Today I washed that purple sweater, let it soak for some twenty minutes in tepid water, and then went on to spread it on a towel and put it into shape. It was huge. And not only that, but washing and blocking made plainly visible something I hadn’t even noticed before : the sweater, made over two different periods of time, is also knitted with two different tensions.


See this picture here ? That’s the right sleeve. The colours are awful, and I apologize for that, but what that picture shows is that the sleeves are knit at a much tighter tension than the body. If you look closely, you can clearly see a difference in the fabric density before and after the sleeves stitches are picked up from the raglan part. The lower part of the sleeve seems to be a slightly lighter colour, because the stitches sit tightly against one another, while the upper part appears darker, because there are gaps in the fabric through which the other side of the sweater shows. This is purely a tension issue. Both parts were knit on needles of the exact same size. And guess what ? The tightly knit parts held their shape and size all right.

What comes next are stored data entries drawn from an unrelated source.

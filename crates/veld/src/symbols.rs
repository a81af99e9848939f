//! Symbols: named, typed handles shared by reference across the bound IR.
//!
//! The binder allocates one symbol per declaration and every use site holds
//! an [`Rc`] to that same allocation, so identity survives lowering: the
//! variable listed in a scope-exit collection marker is pointer-equal to the
//! one in its declaration statement. The lowerer itself looks at exactly two
//! things in here: [`VariableSymbol::is_global`] and type fingerprints.

use std::rc::Rc;

use indexmap::IndexMap;

/// Where a variable lives.
///
/// Globals are declared at program scope; everything else is `Local` or
/// `Parameter`. Global-ness is the only scope bit the lowerer inspects:
/// globals never appear in collection markers.
#[derive(Debug, Clone, Copy, PartialEq, Eq, Hash, strum::Display, serde::Serialize, serde::Deserialize)]
#[strum(serialize_all = "lowercase")]
pub enum VariableScope {
    Global,
    Local,
    Parameter,
}

/// A declared variable.
#[derive(Debug, Clone, PartialEq, serde::Serialize)]
pub struct VariableSymbol {
    pub name: String,
    /// Set for `const`-style declarations; the middle-end carries it through
    /// for the emitter but never acts on it.
    pub read_only: bool,
    pub ty: Rc<TypeSymbol>,
    pub scope: VariableScope,
}

impl VariableSymbol {
    #[must_use]
    pub fn global(name: impl Into<String>, read_only: bool, ty: Rc<TypeSymbol>) -> Rc<Self> {
        Self::with_scope(name, read_only, ty, VariableScope::Global)
    }

    #[must_use]
    pub fn local(name: impl Into<String>, read_only: bool, ty: Rc<TypeSymbol>) -> Rc<Self> {
        Self::with_scope(name, read_only, ty, VariableScope::Local)
    }

    #[must_use]
    pub fn parameter(name: impl Into<String>, ty: Rc<TypeSymbol>) -> Rc<Self> {
        Self::with_scope(name, false, ty, VariableScope::Parameter)
    }

    fn with_scope(name: impl Into<String>, read_only: bool, ty: Rc<TypeSymbol>, scope: VariableScope) -> Rc<Self> {
        Rc::new(Self {
            name: name.into(),
            read_only,
            ty,
            scope,
        })
    }

    #[must_use]
    pub fn is_global(&self) -> bool {
        self.scope == VariableScope::Global
    }
}

/// A function, with its parameters already bound as `Parameter`-scoped
/// variable symbols in declaration order.
#[derive(Debug, Clone, serde::Serialize)]
pub struct FunctionSymbol {
    pub name: String,
    pub parameters: Vec<Rc<VariableSymbol>>,
    pub return_type: Rc<TypeSymbol>,
    pub public: bool,
}

impl FunctionSymbol {
    #[must_use]
    pub fn new(
        name: impl Into<String>,
        parameters: Vec<Rc<VariableSymbol>>,
        return_type: Rc<TypeSymbol>,
        public: bool,
    ) -> Rc<Self> {
        Rc::new(Self {
            name: name.into(),
            parameters,
            return_type,
            public,
        })
    }
}

/// A stable identity for a type.
///
/// Two type symbols describe the same type iff their fingerprints are equal,
/// even when the symbols are separate allocations. Fingerprints are the only
/// type comparison the middle-end performs.
#[derive(Debug, Clone, PartialEq, Eq, Hash, serde::Serialize)]
pub struct Fingerprint(String);

impl Fingerprint {
    #[must_use]
    pub fn as_str(&self) -> &str {
        &self.0
    }
}

/// A type descriptor: a name plus ordered sub-types (element type of an
/// array, pointee of a pointer, …).
#[derive(Debug, Clone, PartialEq, serde::Serialize)]
pub struct TypeSymbol {
    pub name: String,
    pub sub_types: Vec<Rc<TypeSymbol>>,
}

impl TypeSymbol {
    #[must_use]
    pub fn new(name: impl Into<String>, sub_types: Vec<Rc<TypeSymbol>>) -> Rc<Self> {
        Rc::new(Self {
            name: name.into(),
            sub_types,
        })
    }

    /// Builds the stable identity of this type from its name and the
    /// fingerprints of its sub-types. Deterministic within a run (and across
    /// runs, since nothing address-dependent is mixed in).
    #[must_use]
    pub fn fingerprint(&self) -> Fingerprint {
        let mut out = self.name.clone();
        if !self.sub_types.is_empty() {
            out.push('<');
            for (i, sub) in self.sub_types.iter().enumerate() {
                if i > 0 {
                    out.push(',');
                }
                out.push_str(sub.fingerprint().as_str());
            }
            out.push('>');
        }
        Fingerprint(out)
    }

    /// The single sub-type of a container type (array element, pointee).
    ///
    /// # Panics
    ///
    /// Panics if the type carries no sub-type; the binder only hands
    /// container-typed operands to the accessors that call this.
    #[must_use]
    pub fn inner(&self) -> Rc<TypeSymbol> {
        self.sub_types
            .first()
            .cloned()
            .expect("container type carries its element type")
    }
}

/// A class: an ordered field table plus the instance type it produces.
///
/// The lowerer treats classes opaquely; only the expressions stored in class
/// operands are rewritten.
#[derive(Debug, Clone, serde::Serialize)]
pub struct ClassSymbol {
    pub name: String,
    pub fields: IndexMap<String, Rc<TypeSymbol>>,
}

impl ClassSymbol {
    #[must_use]
    pub fn new(name: impl Into<String>, fields: IndexMap<String, Rc<TypeSymbol>>) -> Rc<Self> {
        Rc::new(Self {
            name: name.into(),
            fields,
        })
    }

    /// The type of an instance of this class.
    #[must_use]
    pub fn instance_type(&self) -> Rc<TypeSymbol> {
        TypeSymbol::new(self.name.clone(), vec![])
    }
}

/// A plain-data struct: ordered fields, no behavior.
#[derive(Debug, Clone, serde::Serialize)]
pub struct StructSymbol {
    pub name: String,
    pub fields: IndexMap<String, Rc<TypeSymbol>>,
}

impl StructSymbol {
    #[must_use]
    pub fn new(name: impl Into<String>, fields: IndexMap<String, Rc<TypeSymbol>>) -> Rc<Self> {
        Rc::new(Self {
            name: name.into(),
            fields,
        })
    }

    /// The type of a value of this struct.
    #[must_use]
    pub fn instance_type(&self) -> Rc<TypeSymbol> {
        TypeSymbol::new(self.name.clone(), vec![])
    }
}

/// An enum: named integer members in declaration order.
#[derive(Debug, Clone, serde::Serialize)]
pub struct EnumSymbol {
    pub name: String,
    pub members: IndexMap<String, i64>,
}

impl EnumSymbol {
    #[must_use]
    pub fn new(name: impl Into<String>, members: IndexMap<String, i64>) -> Rc<Self> {
        Rc::new(Self {
            name: name.into(),
            members,
        })
    }
}

/// A named collection of exported functions.
#[derive(Debug, Clone, serde::Serialize)]
pub struct PackageSymbol {
    pub name: String,
    pub functions: Vec<Rc<FunctionSymbol>>,
}

impl PackageSymbol {
    #[must_use]
    pub fn new(name: impl Into<String>, functions: Vec<Rc<FunctionSymbol>>) -> Rc<Self> {
        Rc::new(Self {
            name: name.into(),
            functions,
        })
    }
}

#[cfg(test)]
mod tests {
    use super::*;
    use crate::builtins;

    #[test]
    fn fingerprints_compare_structurally() {
        // Separately constructed symbols for the same type are the same type.
        assert_eq!(builtins::int().fingerprint(), builtins::int().fingerprint());
        assert_ne!(builtins::int().fingerprint(), builtins::long().fingerprint());

        let a = builtins::array(builtins::int());
        let b = builtins::array(builtins::int());
        assert_eq!(a.fingerprint(), b.fingerprint());
        assert_ne!(a.fingerprint(), builtins::array(builtins::byte()).fingerprint());
    }

    #[test]
    fn nested_fingerprints_spell_out_sub_types() {
        let ty = builtins::pointer(builtins::array(builtins::string()));
        assert_eq!(ty.fingerprint().as_str(), "pointer<array<string>>");
    }

    #[test]
    fn scope_classification() {
        let global = VariableSymbol::global("g", false, builtins::int());
        let local = VariableSymbol::local("l", false, builtins::int());
        let param = VariableSymbol::parameter("p", builtins::int());
        assert!(global.is_global());
        assert!(!local.is_global());
        assert!(!param.is_global());
        assert_eq!(param.scope.to_string(), "parameter");
    }
}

So, blocking here did reveal a serious gauge issue. Is that sweater too big because I blocked it ? Not at all. It is too big because of an underlying problem that was here from the start. Actually, this incident made me really happy that I’m in the habit of blocking pretty much everything. If I hadn’t done it, what would have happened ? My friend would have happily worn it a few times, then washed it, and it would have come out too big. She would probably have thought it was her own fault and she had just ruined, by washing it the wrong way, that nice thing I had taken time to make for her.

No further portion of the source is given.